#### [Task description]
Give the number of lines below that hold "SimulationFailed", and only that.

#### [Record excerpts]
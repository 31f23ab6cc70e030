//! Payment gate: tower middleware that prices arbitrary routes.
//!
//! Per request to a protected resource: missing payment evidence yields a fresh
//! `402 Payment Required` challenge (and a `requested` ledger entry); presented
//! evidence is normalized, bound against the caller's session identity, verified
//! (simulate), settled, recorded through the ledger lifecycle, and only then is
//! the protected handler invoked. A rejected payment answers 402 with a code
//! distinct from the fresh challenge, so callers can tell "pay first" apart from
//! "your payment was refused". The rejected path is also where replayed payments
//! land, since `simulate` fails against a consumed nonce.

use axum::extract::Request;
use axum::http::{HeaderValue, StatusCode};
use axum::response::{IntoResponse, Response};
use axum::Json;
use base64::Engine;
use base64::engine::general_purpose::STANDARD as b64;
use std::convert::Infallible;
use std::pin::Pin;
use std::sync::Arc;
use std::task::{Context, Poll};
use tower::util::BoxCloneSyncService;
use tower::{Layer, Service};

use crate::challenge::{DEFAULT_AGENT_ID, random_hex};
use crate::clock::Clock;
use crate::ledger::{
    ActivityEvent, ActivityKind, IdentityLinks, PaymentLedger, PaymentLedgerEntry, PaymentState,
    SpendStatus,
};
use crate::normalizer::{decode_x_payment, normalize_value};
use crate::session::TokenIssuer;
use crate::session_handlers::bearer_token;
use crate::settlement::SettlementClient;
use crate::types::{
    ErrorBody, EvmAddress, Network, NormalizedPaymentRequest, PaymentRequired,
    PaymentRequirement, Scheme, SettleSuccess, TokenAmount, X402Version,
};

/// Header carrying payment evidence (any of the three supported encodings).
pub const PAYMENT_HEADER: &str = "X-Payment";
/// Correlation header echoing the `paymentRequestId` from the 402 challenge.
pub const PAYMENT_REQUEST_ID_HEADER: &str = "X-Payment-Request-Id";
/// Header attached to successful responses with the base64 settle receipt.
pub const PAYMENT_RESPONSE_HEADER: &str = "X-Payment-Response";

/// 402 code for a fresh challenge: no payment evidence was presented.
pub const CODE_PAYMENT_REQUIRED: &str = "PAYMENT_REQUIRED";
/// 402 code for rejected evidence: present but failing normalization or verify.
pub const CODE_PAYMENT_VERIFY_FAILED: &str = "PAYMENT_VERIFY_FAILED";
/// 402 code for a settlement failure after a passing verify.
pub const CODE_PAYMENT_SETTLE_FAILED: &str = "PAYMENT_SETTLE_FAILED";
/// 403 code for a payer not linked to the presented session identity.
pub const CODE_PAYER_MISMATCH: &str = "PAYER_MISMATCH";

/// Price of a gated route: the requirement template minus the per-challenge id.
#[derive(Debug, Clone)]
pub struct GatePricing {
    pub scheme: Scheme,
    pub network: Network,
    pub asset: EvmAddress,
    pub pay_to: EvmAddress,
    pub max_amount_required: TokenAmount,
}

impl GatePricing {
    fn requirement(&self, payment_request_id: String) -> PaymentRequirement {
        PaymentRequirement {
            scheme: self.scheme,
            network: self.network,
            asset: self.asset,
            pay_to: self.pay_to,
            max_amount_required: self.max_amount_required,
            payment_request_id,
        }
    }
}

/// Orchestrates the 402 flow for one priced route (or a family of them).
pub struct PaymentGate {
    settlement: Arc<dyn SettlementClient>,
    ledger: Arc<dyn PaymentLedger>,
    identity: Arc<dyn IdentityLinks>,
    tokens: Arc<TokenIssuer>,
    clock: Arc<dyn Clock>,
    pricing: GatePricing,
}
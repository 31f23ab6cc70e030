//! Constant-time comparison helpers for secret material.

use sha2::{Digest, Sha256};
use subtle::ConstantTimeEq;

/// Constant-time byte comparison that does not leak input lengths or content.
///
/// Both inputs are hashed to fixed-length SHA-256 digests before comparison, so
/// timing reveals neither the content nor the length of either input.
pub fn constant_time_eq(a: &[u8], b: &[u8]) -> bool {
    let ha = Sha256::digest(a);
    let hb = Sha256::digest(b);
    ha.ct_eq(&hb).into()
}

/// Hex-encoded SHA-256 digest, used to index opaque tokens without storing them.
pub fn sha256_hex(input: &[u8]) -> String {
    hex::encode(Sha256::digest(input))
}
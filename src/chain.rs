//! On-chain settlement backend.
//!
//! Settles payments through the payer's smart-account wallet: the contract at
//! `authorization.from` performs signature recovery and nonce consumption when
//! `executeTransferWithAuthorization` is called, so the chain itself is the
//! authoritative replay defense. `simulate` issues the call as a
//! read-only `eth_call`; `settle` re-sends it as a transaction and waits for the
//! configured confirmation count.
//!
//! The connected node's chain id is fetched once per client lifetime and compared
//! against the configured expectation; a mismatch is fatal and every subsequent
//! call keeps failing until the operator fixes the endpoint.

use alloy::network::EthereumWallet;
use alloy::primitives::{Bytes, FixedBytes};
use alloy::providers::{DynProvider, Provider, ProviderBuilder};
use alloy::signers::local::PrivateKeySigner;
use alloy::sol;
use async_trait::async_trait;
use std::time::Duration;
use tokio::sync::OnceCell;
use tracing::instrument;
use url::Url;

use crate::settlement::{SettlementClient, SettlementError, SettlementMode};
use crate::types::{EvmAddress, Network, NormalizedPaymentRequest, TransactionHash};

sol!(
    #[allow(missing_docs)]
    #[sol(rpc)]
    contract SmartAccount {
        struct TransferAuthorization {
            address from;
            address to;
            address token;
            uint256 value;
            uint256 validAfter;
            uint256 validBefore;
            bytes32 nonce;
        }

        function executeTransferWithAuthorization(
            bytes32 sessionId,
            TransferAuthorization calldata authorization,
            bytes calldata signature,
            bytes calldata metadata
        ) external returns (bool);
    }
);

/// Chain-id verification failure, mapped to a phase-appropriate
/// [`SettlementError`] at the call site.
enum ChainIdError {
    Mismatch { expected: u64, actual: u64 },
    Rpc(String),
}

/// Settlement client backed by an EVM JSON-RPC endpoint.
pub struct ChainSettlement {
    provider: DynProvider,
    network: Network,
    expected_chain_id: u64,
    confirmations: u64,
    rpc_timeout: Duration,
    signer_address: Option<EvmAddress>,
    /// Node chain id, fetched at most once for the lifetime of this client.
    fetched_chain_id: OnceCell<u64>,
}

impl ChainSettlement {
    /// Connects a settlement client to `rpc_url`.
    ///
    /// Without a signer the client can still `simulate`; `settle` fails with
    /// [`SettlementError::MissingPrivateKey`].
    pub fn new(
        rpc_url: &Url,
        network: Network,
        expected_chain_id: u64,
        signer: Option<PrivateKeySigner>,
        confirmations: u64,
        rpc_timeout: Duration,
    ) -> Self {
        let signer_address = signer.as_ref().map(|s| EvmAddress(s.address()));
        let provider = match signer {
            Some(signer) => ProviderBuilder::new()
                .wallet(EthereumWallet::from(signer))
                .connect_http(rpc_url.clone())
                .erased(),
            None => ProviderBuilder::new().connect_http(rpc_url.clone()).erased(),
        };
        if let Some(address) = &signer_address {
            tracing::info!(network = %network, signer = %address, "chain settlement ready");
        } else {
            tracing::warn!(network = %network, "chain settlement has no signing key, settle disabled");
        }
        ChainSettlement {
            provider,
            network,
            expected_chain_id,
            confirmations,
            rpc_timeout,
            signer_address,
            fetched_chain_id: OnceCell::new(),
        }
    }

    /// Fetch-once, compare-always chain id check. RPC failures are not cached, so
    /// the check retries while the cache warms; a successful fetch is permanent.
    async fn assert_chain_id(&self) -> Result<(), ChainIdError> {
        let actual = self
            .fetched_chain_id
            .get_or_try_init(|| async {
                tokio::time::timeout(self.rpc_timeout, self.provider.get_chain_id())
                    .await
                    .map_err(|_| ChainIdError::Rpc("chain id fetch timed out".to_string()))?
                    .map_err(|e| ChainIdError::Rpc(e.to_string()))
            })
            .await?;
        if *actual != self.expected_chain_id {
            return Err(ChainIdError::Mismatch {
                expected: self.expected_chain_id,
                actual: *actual,
            });
        }
        Ok(())
    }

    /// Assembles the `executeTransferWithAuthorization` arguments from a
    /// normalized request.
    fn call_args(
        &self,
        request: &NormalizedPaymentRequest,
    ) -> Result<
        (
            FixedBytes<32>,
            SmartAccount::TransferAuthorization,
            Bytes,
            Bytes,
        ),
        SettlementError,
    > {
        let authorization = SmartAccount::TransferAuthorization {
            from: request.authorization.from.into(),
            to: request.authorization.to.into(),
            token: request.authorization.token.into(),
            value: request.authorization.value.into(),
            validAfter: request.authorization.valid_after.into(),
            validBefore: request.authorization.valid_before.into(),
            nonce: FixedBytes(request.authorization.nonce.0),
        };
        let metadata = hex::decode(request.metadata_bytes.trim_start_matches("0x"))
            .map_err(|_| SettlementError::SimulationFailed("invalid metadata bytes".to_string()))?;
        Ok((
            FixedBytes(request.session_id.0),
            authorization,
            Bytes::from(request.signature.0.to_vec()),
            Bytes::from(metadata),
        ))
    }
}

#[async_trait]
impl SettlementClient for ChainSettlement {
    fn mode(&self) -> SettlementMode {
        SettlementMode::Chain
    }

    fn configured(&self) -> bool {
        self.signer_address.is_some()
    }

    /// Read-only dry run of `executeTransferWithAuthorization` on the payer's
    /// smart account. The contract rejects invalid signatures, out-of-window
    /// authorizations, and consumed nonces; all three surface as
    /// `simulation_failed`.
    #[instrument(skip_all, err, fields(
        network = %self.network,
        payment_request_id = %request.payment_request_id,
        payer = %request.authorization.from,
    ))]
    async fn simulate(&self, request: &NormalizedPaymentRequest) -> Result<(), SettlementError> {
        self.assert_chain_id().await.map_err(|e| match e {
            ChainIdError::Mismatch { expected, actual } => {
                SettlementError::ChainIdMismatch { expected, actual }
            }
            ChainIdError::Rpc(message) => SettlementError::SimulationFailed(message),
        })?;
        let wallet = SmartAccount::new(request.authorization.from.into(), &self.provider);
        let (session_id, authorization, signature, metadata) = self.call_args(request)?;
        let call = wallet.executeTransferWithAuthorization(session_id, authorization, signature, metadata);
        tokio::time::timeout(self.rpc_timeout, call.call())
            .await
            .map_err(|_| SettlementError::SimulationFailed("RPC call timed out".to_string()))?
            .map_err(|e| SettlementError::SimulationFailed(e.to_string()))?;
        Ok(())
    }

    /// Broadcasts the transfer and waits for the configured confirmation count.
    #[instrument(skip_all, err, fields(
        network = %self.network,
        payment_request_id = %request.payment_request_id,
        payer = %request.authorization.from,
    ))]
    async fn settle(
        &self,
        request: &NormalizedPaymentRequest,
    ) -> Result<String, SettlementError> {
        if self.signer_address.is_none() {
            return Err(SettlementError::MissingPrivateKey);
        }
        self.assert_chain_id().await.map_err(|e| match e {
            ChainIdError::Mismatch { expected, actual } => {
                SettlementError::ChainIdMismatch { expected, actual }
            }
            ChainIdError::Rpc(message) => SettlementError::SettlementFailed(message),
        })?;

        let wallet = SmartAccount::new(request.authorization.from.into(), &self.provider);
        let (session_id, authorization, signature, metadata) = self.call_args(request)?;
        let call = wallet.executeTransferWithAuthorization(session_id, authorization, signature, metadata);
        let pending = tokio::time::timeout(self.rpc_timeout, call.send())
            .await
            .map_err(|_| SettlementError::SettlementFailed("broadcast timed out".to_string()))?
            .map_err(|e| SettlementError::SettlementFailed(e.to_string()))?;

        // Confirmation waits scale with the confirmation count; the per-call RPC
        // timeout alone is too tight for block inclusion.
        let receipt_timeout = self.rpc_timeout * (self.confirmations.max(1) as u32 + 1);
        let receipt = tokio::time::timeout(
            receipt_timeout,
            pending
                .with_required_confirmations(self.confirmations)
                .get_receipt(),
        )
        .await
        .map_err(|_| SettlementError::SettlementFailed("confirmation timed out".to_string()))?
        .map_err(|e| SettlementError::SettlementFailed(e.to_string()))?;

        let tx_hash = TransactionHash(receipt.transaction_hash.0);
        if receipt.status() {
            tracing::info!(tx = %tx_hash, "executeTransferWithAuthorization succeeded");
            Ok(tx_hash.to_string())
        } else {
            tracing::warn!(tx = %tx_hash, "executeTransferWithAuthorization reverted");
            Err(SettlementError::SettlementFailed(format!(
                "transaction {tx_hash} reverted"
            )))
        }
    }

    async fn reachability(&self) -> Result<(), SettlementError> {
        self.assert_chain_id().await.map_err(|e| match e {
            ChainIdError::Mismatch { expected, actual } => {
                SettlementError::ChainIdMismatch { expected, actual }
            }
            ChainIdError::Rpc(message) => SettlementError::SettlementFailed(message),
        })
    }
}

#### [Output for this task]
4